18. Share-based compensation

At December 31, 2023, and 2022, the Company had stock option and award plans, and a stock purchase plan.

Merger with SeaSpine

Pursuant to the Merger Agreement, the equity awards of SeaSpine (including stock options and restricted stock units) outstanding as of immediately prior to the closing of the Merger were converted into equity awards denominated in shares of Orthofix common stock. The Company issued options to purchase 1.9 million shares of Orthofix common stock and 0.5 million shares of time-based vesting restricted stock in connection with the conversion of such awards. The estimated fair value of the portion of the SeaSpine equity awards for which the required service period had been completed at the time of the closing of the Merger was treated as purchase consideration. The remaining estimated fair value is recorded as compensation expense over the remainder of the service period associated with the awards.

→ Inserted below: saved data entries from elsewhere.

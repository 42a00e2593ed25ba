//! In-memory presentation host used by `--dry-run` and tests.

use super::PresentationHost;
use crate::error::SlidesError;
use crate::operation::OperationBatch;
use async_trait::async_trait;
use std::sync::atomic::{AtomicUsize, Ordering};
use std::sync::Mutex;

#[derive(Debug, Default)]
struct State {
    presentations: Vec<(String, String)>,
    batches: Vec<(String, OperationBatch)>,
}

/// Records every presentation and batch instead of publishing them.
#[derive(Debug, Default)]
pub struct MemoryHost {
    state: Mutex<State>,
    next_id: AtomicUsize,
    reject_with: Option<String>,
}

impl MemoryHost {
    pub fn new() -> Self {
        Self::default()
    }

    /// A host that refuses every batch with `detail`.
    pub fn rejecting(detail: impl Into<String>) -> Self {
        Self {
            reject_with: Some(detail.into()),
            ..Self::default()
        }
    }

    /// `(id, title)` of every presentation created so far.
    pub fn presentations(&self) -> Vec<(String, String)> {
        self.lock().presentations.clone()
    }

    /// Every batch applied so far, with its presentation id.
    pub fn batches(&self) -> Vec<(String, OperationBatch)> {
        self.lock().batches.clone()
    }

    /// Number of host calls of either kind.
    pub fn call_count(&self) -> usize {
        let state = self.lock();
        state.presentations.len() + state.batches.len()
    }

    fn lock(&self) -> std::sync::MutexGuard<'_, State> {
        // A poisoned lock only means a test panicked mid-call; the data is
        // still usable.
        self.state.lock().unwrap_or_else(|e| e.into_inner())
    }
}

#[async_trait]
impl PresentationHost for MemoryHost {
    async fn create_presentation(&self, title: &str) -> Result<String, SlidesError> {
        let n = self.next_id.fetch_add(1, Ordering::SeqCst) + 1;
        let id = format!("dry-run-{n}");
        self.lock()
            .presentations
            .push((id.clone(), title.to_string()));
        Ok(id)
    }

    async fn apply_batch(
        &self,
        presentation_id: &str,
        batch: &OperationBatch,
    ) -> Result<(), SlidesError> {
        if let Some(ref detail) = self.reject_with {
            return Err(SlidesError::HostRejected {
                detail: detail.clone(),
            });
        }
        let mut state = self.lock();
        if !state.presentations.iter().any(|(id, _)| id == presentation_id) {
            return Err(SlidesError::HostRejected {
                detail: format!("unknown presentation '{presentation_id}'"),
            });
        }
        state
            .batches
            .push((presentation_id.to_string(), batch.clone()));
        Ok(())
    }
}
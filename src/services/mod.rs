//! External collaborators: article text, keywords, images, and the deck host.
//!
//! The pipeline only knows these four traits. Concrete HTTP clients live in
//! the submodules; tests and `--dry-run` swap in [`memory::MemoryHost`] or
//! their own fakes through [`Collaborators`].
//!
//! | Trait | HTTP implementation |
//! |-------|---------------------|
//! | [`ContentSource`]    | [`wikipedia::WikipediaSource`] |
//! | [`KeywordExtractor`] | [`nlu::NluKeywordExtractor`], [`llm::LlmKeywordExtractor`] |
//! | [`ImageFinder`]      | [`image_search::CustomSearchImageFinder`] |
//! | [`PresentationHost`] | [`slides::SlidesApiHost`] |

pub mod image_search;
pub mod llm;
pub mod memory;
pub mod nlu;
pub mod slides;
pub mod wikipedia;

use crate::config::{DeckConfig, KeywordBackend};
use crate::error::SlidesError;
use crate::operation::OperationBatch;
use async_trait::async_trait;
use std::sync::Arc;
use std::time::Duration;

/// Returns raw article text for a topic.
#[async_trait]
pub trait ContentSource: Send + Sync {
    async fn fetch(&self, topic: &str) -> Result<String, SlidesError>;
}

/// Returns keywords for one sentence, most relevant first.
#[async_trait]
pub trait KeywordExtractor: Send + Sync {
    async fn extract(&self, sentence: &str) -> Result<Vec<String>, SlidesError>;
}

/// Returns up to `count` image URLs for a query, best match first.
#[async_trait]
pub trait ImageFinder: Send + Sync {
    async fn find(&self, query: &str, count: usize) -> Result<Vec<String>, SlidesError>;
}

/// Creates presentations and applies operation batches to them.
///
/// `apply_batch` is all-or-nothing from the caller's point of view.
#[async_trait]
pub trait PresentationHost: Send + Sync {
    /// Create an empty presentation and return its id.
    async fn create_presentation(&self, title: &str) -> Result<String, SlidesError>;

    async fn apply_batch(
        &self,
        presentation_id: &str,
        batch: &OperationBatch,
    ) -> Result<(), SlidesError>;

    /// Browser URL for a presentation, when the host has one.
    fn presentation_url(&self, presentation_id: &str) -> Option<String> {
        let _ = presentation_id;
        None
    }
}

/// The four collaborators a run needs.
#[derive(Clone)]
pub struct Collaborators {
    pub source: Arc<dyn ContentSource>,
    pub keywords: Arc<dyn KeywordExtractor>,
    pub images: Arc<dyn ImageFinder>,
    pub host: Arc<dyn PresentationHost>,
}

impl Collaborators {
    /// Build the HTTP-backed collaborators described by `config.services`.
    ///
    /// Fails with [`SlidesError::ServiceNotConfigured`] when a required
    /// credential is missing, before any network traffic happens.
    pub fn from_config(config: &DeckConfig) -> Result<Self, SlidesError> {
        let client = http_client(config.request_timeout_secs)?;
        let host = Arc::new(slides::SlidesApiHost::from_config(
            client.clone(),
            &config.services,
        )?);
        Self::with_host(client, config, host)
    }

    /// Same as [`Collaborators::from_config`] but with an in-memory host, so
    /// nothing is published and no Slides token is needed.
    pub fn dry_run(config: &DeckConfig) -> Result<Self, SlidesError> {
        let client = http_client(config.request_timeout_secs)?;
        Self::with_host(client, config, Arc::new(memory::MemoryHost::new()))
    }

    fn with_host(
        client: reqwest::Client,
        config: &DeckConfig,
        host: Arc<dyn PresentationHost>,
    ) -> Result<Self, SlidesError> {
        let services = &config.services;

        let source = Arc::new(wikipedia::WikipediaSource::new(
            client.clone(),
            services.wiki_endpoint(&config.language),
        ));

        let keywords: Arc<dyn KeywordExtractor> = match services.keyword_backend {
            KeywordBackend::Nlu => Arc::new(nlu::NluKeywordExtractor::from_config(
                client.clone(),
                services,
                &config.language,
            )?),
            KeywordBackend::Llm => Arc::new(llm::LlmKeywordExtractor::from_config(
                services,
                config.request_timeout_secs,
            )?),
        };

        let images = Arc::new(image_search::CustomSearchImageFinder::from_config(
            client, services,
        )?);

        Ok(Self {
            source,
            keywords,
            images,
            host,
        })
    }
}

/// Shared HTTP client with the per-request timeout applied.
pub fn http_client(timeout_secs: u64) -> Result<reqwest::Client, SlidesError> {
    reqwest::Client::builder()
        .timeout(Duration::from_secs(timeout_secs))
        .user_agent(concat!(env!("CARGO_PKG_NAME"), "/", env!("CARGO_PKG_VERSION")))
        .build()
        .map_err(|e| SlidesError::Internal(format!("HTTP client: {e}")))
}

/// Read a response body for an error message, capped to keep logs tidy.
pub(crate) async fn error_body(response: reqwest::Response) -> String {
    let status = response.status();
    let body = response.text().await.unwrap_or_default();
    let body = body.trim();
    if body.is_empty() {
        format!("HTTP {status}")
    } else {
        let snippet: String = body.chars().take(200).collect();
        format!("HTTP {status}: {snippet}")
    }
}
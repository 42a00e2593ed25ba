//! Layout planning: where the text box and image go on each slide.
//!
//! Every slide currently shares one layout taken from
//! [`LayoutConfig`]. The planner still takes the sentence index so a
//! per-slide layout can be introduced without touching the builder.

use crate::config::LayoutConfig;
use crate::operation::Placement;
use serde::Serialize;

/// Geometry of the two elements on one slide.
#[derive(Debug, Clone, Copy, PartialEq, Serialize)]
pub struct SlideLayout {
    pub text_box: Placement,
    pub image: Placement,
}

/// Computes [`SlideLayout`]s. Pure: the same index always yields the same
/// geometry.
#[derive(Debug, Clone, Copy)]
pub struct LayoutPlanner {
    config: LayoutConfig,
}

impl LayoutPlanner {
    pub fn new(config: LayoutConfig) -> Self {
        Self { config }
    }

    pub fn plan_layout(&self, _sentence_index: usize) -> SlideLayout {
        SlideLayout {
            text_box: self.config.text_box,
            image: self.config.image,
        }
    }
}

impl Default for LayoutPlanner {
    fn default() -> Self {
        Self::new(LayoutConfig::default())
    }
}
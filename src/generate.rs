//! Eager (whole-deck) generation entry points.
//!
//! [`generate`] runs every stage in order and returns only once the deck is
//! published. The host is contacted last: the full operation batch is built
//! and checked first, so a run that fails before submission leaves nothing
//! on the host. If the batch itself is rejected, the presentation created
//! for it stays behind empty and its id is logged.

use crate::config::DeckConfig;
use crate::error::SlidesError;
use crate::model::{ContentModel, Prefix};
use crate::operation::OperationBatch;
use crate::output::{DeckOutput, RunStats};
use crate::pipeline::split::BoundarySplitter;
use crate::pipeline::{build, enrich, normalize};
use crate::progress::Stage;
use crate::services::Collaborators;
use std::path::Path;
use std::time::Instant;
use tracing::{debug, info, warn};

/// Generate and publish a deck about `topic`.
///
/// # Errors
/// Any stage failure aborts the run. Every error except
/// [`SlidesError::HostRejected`] is raised before the host is called.
/// A rejected batch leaves an empty presentation on the host.
pub async fn generate(
    topic: impl AsRef<str>,
    prefix: Prefix,
    collaborators: &Collaborators,
    config: &DeckConfig,
) -> Result<DeckOutput, SlidesError> {
    let total_start = Instant::now();
    let topic = topic.as_ref();
    info!("Generating deck: {} {}", prefix, topic);

    // ── Step 1: Fetch article ────────────────────────────────────────────
    stage_start(config, Stage::Fetch);
    let fetch_start = Instant::now();
    let raw = collaborators.source.fetch(topic).await?;
    if raw.trim().is_empty() {
        return Err(SlidesError::SourceUnavailable {
            topic: topic.to_string(),
            reason: "article is empty".into(),
        });
    }
    let fetch_duration_ms = fetch_start.elapsed().as_millis() as u64;
    stage_complete(config, Stage::Fetch, fetch_duration_ms);
    info!("Fetched {} bytes of article text", raw.len());

    // ── Step 2: Normalize ────────────────────────────────────────────────
    let step = Instant::now();
    stage_start(config, Stage::Normalize);
    let normalized = normalize::normalize(&raw);
    stage_complete(config, Stage::Normalize, step.elapsed().as_millis() as u64);

    // ── Step 3: Split and truncate ───────────────────────────────────────
    let step = Instant::now();
    stage_start(config, Stage::Split);
    let mut splitter = BoundarySplitter::for_language(&config.language)?;
    if let Some(ref path) = config.abbreviations_file {
        splitter = splitter.with_abbreviations_file(path)?;
    }
    let sentences = splitter.split(&normalized);
    let sentences_found = sentences.len();
    let model = ContentModel::from_article(
        topic,
        prefix,
        raw,
        normalized,
        sentences,
        config.max_sentences,
    );
    if model.sentences.is_empty() {
        return Err(SlidesError::SourceUnavailable {
            topic: topic.to_string(),
            reason: "article has no usable sentences".into(),
        });
    }
    stage_complete(config, Stage::Split, step.elapsed().as_millis() as u64);
    info!(
        "Using {}/{} sentences",
        model.sentences.len(),
        sentences_found
    );

    // ── Step 4: Keywords and images ──────────────────────────────────────
    stage_start(config, Stage::Enrich);
    let enrich_start = Instant::now();
    let model = enrich::enrich(
        model,
        collaborators.keywords.as_ref(),
        collaborators.images.as_ref(),
        config,
    )
    .await?;
    let enrich_duration_ms = enrich_start.elapsed().as_millis() as u64;
    stage_complete(config, Stage::Enrich, enrich_duration_ms);

    // ── Step 5: Layout and operations ────────────────────────────────────
    let step = Instant::now();
    stage_start(config, Stage::Build);
    let batch = assemble(&model, config)?;
    stage_complete(config, Stage::Build, step.elapsed().as_millis() as u64);

    // ── Step 6: Publish ──────────────────────────────────────────────────
    stage_start(config, Stage::Submit);
    let submit_start = Instant::now();
    let host = &collaborators.host;
    let presentation_id = host.create_presentation(model.title()).await?;
    if let Err(e) = host.apply_batch(&presentation_id, &batch).await {
        warn!(
            "Batch rejected; presentation '{}' was created and left empty",
            presentation_id
        );
        return Err(e);
    }
    let submit_duration_ms = submit_start.elapsed().as_millis() as u64;
    stage_complete(config, Stage::Submit, submit_duration_ms);

    // ── Step 7: Stats ────────────────────────────────────────────────────
    let stats = RunStats {
        sentences_found,
        slides: model.sentences.len(),
        operations: batch.len(),
        images_found: model.sentences.iter().map(|s| s.images.len()).sum(),
        fetch_duration_ms,
        enrich_duration_ms,
        submit_duration_ms,
        total_duration_ms: total_start.elapsed().as_millis() as u64,
    };

    info!(
        "Deck complete: {} slides, {} operations, {}ms total",
        stats.slides, stats.operations, stats.total_duration_ms
    );
    if let Some(ref cb) = config.progress_callback {
        cb.on_run_complete(stats.slides);
    }

    Ok(DeckOutput {
        url: host.presentation_url(&presentation_id),
        presentation_id,
        title: model.title().to_string(),
        operation_count: batch.len(),
        model,
        stats,
    })
}

/// Turn an enriched model into the batch the host will receive.
///
/// Pure: no I/O. Fails with [`SlidesError::MissingImage`] when a sentence
/// has no image, and with [`SlidesError::BatchTooLarge`] when the batch
/// exceeds `config.max_operations_per_batch`.
pub fn assemble(model: &ContentModel, config: &DeckConfig) -> Result<OperationBatch, SlidesError> {
    let batch = build::build_batch(model, config)?;
    if let Some(limit) = config.max_operations_per_batch {
        if batch.len() > limit {
            return Err(SlidesError::BatchTooLarge {
                operations: batch.len(),
                limit,
            });
        }
    }
    debug!(
        "Assembled {} operations for {} slides",
        batch.len(),
        batch.slide_count()
    );
    Ok(batch)
}

/// Generate a deck and write the run report to `report_path`.
pub async fn generate_to_report(
    topic: impl AsRef<str>,
    prefix: Prefix,
    collaborators: &Collaborators,
    config: &DeckConfig,
    report_path: impl AsRef<Path>,
) -> Result<DeckOutput, SlidesError> {
    let output = generate(topic, prefix, collaborators, config).await?;
    output.write_report(report_path)?;
    Ok(output)
}

/// Synchronous wrapper around [`generate`].
///
/// Creates a temporary tokio runtime internally.
pub fn generate_sync(
    topic: impl AsRef<str>,
    prefix: Prefix,
    collaborators: &Collaborators,
    config: &DeckConfig,
) -> Result<DeckOutput, SlidesError> {
    tokio::runtime::Runtime::new()
        .map_err(|e| SlidesError::Internal(format!("Failed to create tokio runtime: {}", e)))?
        .block_on(generate(topic, prefix, collaborators, config))
}

fn stage_start(config: &DeckConfig, stage: Stage) {
    debug!("{}", stage);
    if let Some(ref cb) = config.progress_callback {
        cb.on_stage_start(stage);
    }
}

fn stage_complete(config: &DeckConfig, stage: Stage, elapsed_ms: u64) {
    if let Some(ref cb) = config.progress_callback {
        cb.on_stage_complete(stage, elapsed_ms);
    }
}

In addition, as part of the Merger, the Board of Directors determined to treat the transaction as a “Change in Control” under applicable agreements and equity plans. Thus, in January 2023, all outstanding and previously granted performance-based and market-based restricted stock units were converted to time-based restricted stock units.

2012 Long Term Incentive Plan

The Board of Directors adopted the Amended and Restated 2012 Long-Term Incentive Plan (the “2012 LTIP”) on April 23, 2018, which was subsequently approved by shareholder ratification. The 2012 LTIP provides for the grant of options to purchase shares of the Company’s common stock, stock awards (including restricted stock, unrestricted stock, and stock units), stock appreciation rights, performance-based awards, and other equity-based awards. All of the Company’s employees and the employees of the Company’s subsidiaries and affiliates are eligible and may receive awards under the 2012 LTIP. In addition, the Company’s non-employee directors, consultants, and advisors who perform services for the Company and its subsidiaries and affiliates may receive awards under the 2012 LTIP. Awards granted under the 2012 LTIP expire no later than ten years after the date of grant. At December 31, 2023, the Company reserves a total of 11.3 million shares of common stock for issuance pursuant to the 2012 LTIP, subject to certain adjustments set forth in the 2012 LTIP. At December 31, 2023, there were 1.6 million options outstanding under the 2012 LTIP, of which 0.7 million were exercisable. In addition, there were 1.6 million restricted stock units outstanding, some of which contain performance-based vesting conditions, under the 2012 LTIP as of December 31, 2023.

SeaSpine 2015 Plan

Pursuant to the Merger Agreement, the Company assumed awards outstanding under the SeaSpine Holdings Corporation Amended and Restated 2015 Incentive Award Plan Award Plan (the “SeaSpine 2015 Plan”). The SeaSpine 2015 Plan provides for the grant of options to purchase shares of the Company’s common stock, stock awards (including restricted stock, unrestricted stock, and stock units), stock appreciation rights, performance-based awards and other equity-based awards. All of the Company’s employees and the employees of the Company’s subsidiaries and affiliates are eligible and may receive awards under the SeaSpine 2015 Plan. In addition, the Company’s non-employee directors, consultants, and advisors who perform services for the Company and its subsidiaries and affiliates may receive awards under the SeaSpine 2015 Plan. At December 31, 2023, the Company reserves a total of 3.0 million shares of common stock for issuance pursuant to the SeaSpine 2015 Plan, subject to certain adjustments set forth in the SeaSpine 2015 Plan. At December 31, 2023, there were 1.0 million options outstanding under the SeaSpine 2015 Plan, of which 0.9 million were exercisable. In addition, there were 0.2 million restricted stock units outstanding, some of which contain performance-based vesting conditions, under the SeaSpine 2015 Plan as of December 31, 2023.

Inducement Plans

In August 2019, the Company appointed a new President of Global Spine, who was then subsequently promoted to President and Chief Executive Officer, a position held until the closing of the merger with SeaSpine on January 5, 2023. As an inducement to accept employment with the Company, the individual was awarded a grant of stock options to acquire up to less than 51 thousand shares

of common stock and an award of 15 thousand restricted stock units. As of December 31, 2023, there were 51 thousand options outstanding under this inducement, all of which were exercisable.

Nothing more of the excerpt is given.